A fourth goal-line technology system is competing for selection
at the 2014 World Cup after FIFA licensed the GoalControl-4D
project on Friday.

GoalControl uses seven high-speed cameras trained on each
goalmouth, and passed FIFA-approved tests last month in German
stadiums in Duesseldorf and Gelsenkirchen.

It joins another camera-based system, Hawk-Eye from Britain, and
two German projects using magnetic field technology, GoalRef and
Cairos, seeking to win the FIFA contract. It should be awarded in
April for use in Brazil at the Confederations Cup in June and the
World Cup.

GoalControl owner Dirk Broichhausen acknowledged that Hawk-Eye
and GoalRef have a slight advantage after being used at the Club
World Cup in Japan in December.

”I think everybody has a good chance to win the tender,”
Broichhausen told The Associated Press in a telephone interview.
”At the end of the day, the organizers must see what is economic
and the best technical system with the best reliability.”

GoalControl-4D gets a chance to prove its worth in competition
at Veltins-Arena when Schalke hosts Borussia Dortmund in the
Bundesliga on March 9.

”It’s installed in Gelsenkirchen so it’s only `plug and play’
and switch on,” Broichhausen said.

GoalControl aims to impress FIFA – and leagues around the world
considering goal-line technology from next season – by its
simplicity.

”Our innovation, and also a difference looking to other
competitors, is that we can use standard goals, balls and nets.
There is no modification necessary,” Broichhausen said.
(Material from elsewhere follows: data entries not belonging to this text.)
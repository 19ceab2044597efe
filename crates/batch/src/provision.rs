//! Race-tolerant remote directory provisioning.

use ecgupload_transfer::RemoteFs;
use tracing::debug;

use crate::error::ProvisionError;

/// Ensures every segment of `full_path` exists as a directory.
///
/// Walks from the root, stat'ing each accumulated prefix and creating the
/// ones that are missing. A failed `mkdir` is logged and ignored: another
/// batch may have created the same directory between our stat and mkdir.
/// The full path is stat'ed once more at the end, and only if it is still
/// not a directory does the call fail.
///
/// Safe to call concurrently for the same path from independent sessions.
pub fn ensure_directory<F: RemoteFs + ?Sized>(
    remote: &F,
    full_path: &str,
) -> Result<(), ProvisionError> {
    let absolute = full_path.starts_with('/');
    let mut prefix = String::with_capacity(full_path.len());

    for segment in full_path.split('/').filter(|s| !s.is_empty()) {
        if absolute || !prefix.is_empty() {
            prefix.push('/');
        }
        prefix.push_str(segment);

        match remote.stat(&prefix) {
            Ok(stat) if stat.is_dir => {}
            Ok(_) => {
                return Err(ProvisionError {
                    path: prefix,
                    reason: "exists but is not a directory".into(),
                });
            }
            Err(_) => match remote.mkdir(&prefix) {
                Ok(()) => debug!(path = %prefix, "created remote directory"),
                Err(e) => {
                    debug!(path = %prefix, error = %e, "mkdir failed, assuming concurrent creation");
                }
            },
        }
    }

    if prefix.is_empty() {
        // Root (or empty) path: nothing to create.
        return Ok(());
    }

    match remote.stat(&prefix) {
        Ok(stat) if stat.is_dir => Ok(()),
        Ok(_) => Err(ProvisionError {
            path: prefix,
            reason: "exists but is not a directory".into(),
        }),
        Err(e) => Err(ProvisionError {
            path: prefix,
            reason: e.to_string(),
        }),
    }
}
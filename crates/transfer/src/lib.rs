//! Streaming delivery of single files to a remote filesystem.
//!
//! The crate owns the seams the batch orchestrator talks to:
//! [`RemoteFs`] for directory and file operations and [`Connector`] for
//! opening a session. It also provides the pieces of a single file
//! transfer: filename sanitization, the dated remote layout, rewindable
//! sources and the [`StreamWriter`].

mod layout;
mod local;
mod remote;
mod source;
mod streaming;
mod validation;

pub use layout::{RemoteDestination, sidecar_path};
pub use local::{LocalConnector, LocalFs};
pub use remote::{Connector, RemoteFs, RemoteStat, RemoteWrite};
pub use source::{IncomingFile, UploadSource};
pub use streaming::{StreamWriter, WriteReport};
pub use validation::{sanitize_filename, validate_upload_path};

/// Default streaming chunk size: 32 KiB.
///
/// Matches the largest SFTP write most servers accept in one packet.
pub const DEFAULT_CHUNK_SIZE: usize = 32 * 1024;

/// Errors produced while transferring a single file.
#[derive(Debug, thiserror::Error)]
pub enum TransferError {
    #[error("cannot rewind source stream: {0}")]
    Rewind(std::io::Error),

    #[error("reading source stream failed after {bytes_written} bytes: {source}")]
    Source {
        bytes_written: u64,
        #[source]
        source: std::io::Error,
    },

    #[error("remote write to {path} failed after {bytes_written} bytes: {source}")]
    Remote {
        path: String,
        bytes_written: u64,
        #[source]
        source: std::io::Error,
    },

    #[error("file exceeds the size limit of {limit} bytes")]
    TooLarge { limit: u64, bytes_written: u64 },

    #[error("invalid path: {0}")]
    InvalidPath(String),

    #[error("metadata encoding failed: {0}")]
    Metadata(#[from] serde_json::Error),
}

impl TransferError {
    /// Bytes already pushed to the remote side when the error occurred.
    pub fn bytes_written(&self) -> u64 {
        match self {
            TransferError::Source { bytes_written, .. }
            | TransferError::Remote { bytes_written, .. }
            | TransferError::TooLarge { bytes_written, .. } => *bytes_written,
            _ => 0,
        }
    }
}

/// The transport session could not be established.
///
/// Always fatal to the batch that asked for the session; never retried
/// here.
#[derive(Debug, thiserror::Error)]
pub enum ConnectivityError {
    #[error("cannot resolve {peer}: {reason}")]
    Resolve { peer: String, reason: String },

    #[error("cannot reach {peer}: {reason}")]
    Unreachable { peer: String, reason: String },

    #[error("timed out connecting to {peer}")]
    TimedOut { peer: String },

    #[error("SSH handshake with {peer} failed: {reason}")]
    Handshake { peer: String, reason: String },

    #[error("authentication as {user} on {peer} rejected: {reason}")]
    AuthRejected {
        peer: String,
        user: String,
        reason: String,
    },

    #[error("cannot open file transfer channel on {peer}: {reason}")]
    Channel { peer: String, reason: String },
}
”We want to offer tournament organizers and leagues and clubs
not to have to change anything on the pitch. The investment in the
technology is enough.”

GoalControl is likely to cost ?200,000 ($260,000) per stadium to
install, and ?3,000 ($3,900) per match to operate, Broichhausen
said.

All four systems meet FIFA’s requirement that a signal is
transmitted to the referee’s watch within one second if a goal
should be awarded.

GoalControl, which was formed last year, already has a base in
Brazil to help press its claim to be selected for FIFA’s
tournaments.

”We have the logistics,” Broichhausen said. ”You can believe
that our technology is working and very trustworthy.”

FIFA’s ongoing tender process is the final stage of fulfilling
President Sepp Blatter’s promise in June 2010 that goal-line
technology must be used in Brazil.

Blatter changed his long-standing opposition to giving referees
technology aids after seeing England’s Frank Lampard have a clear
goal disallowed against Germany in a second-round match at the
World Cup in South Africa. England went on to lose 4-1.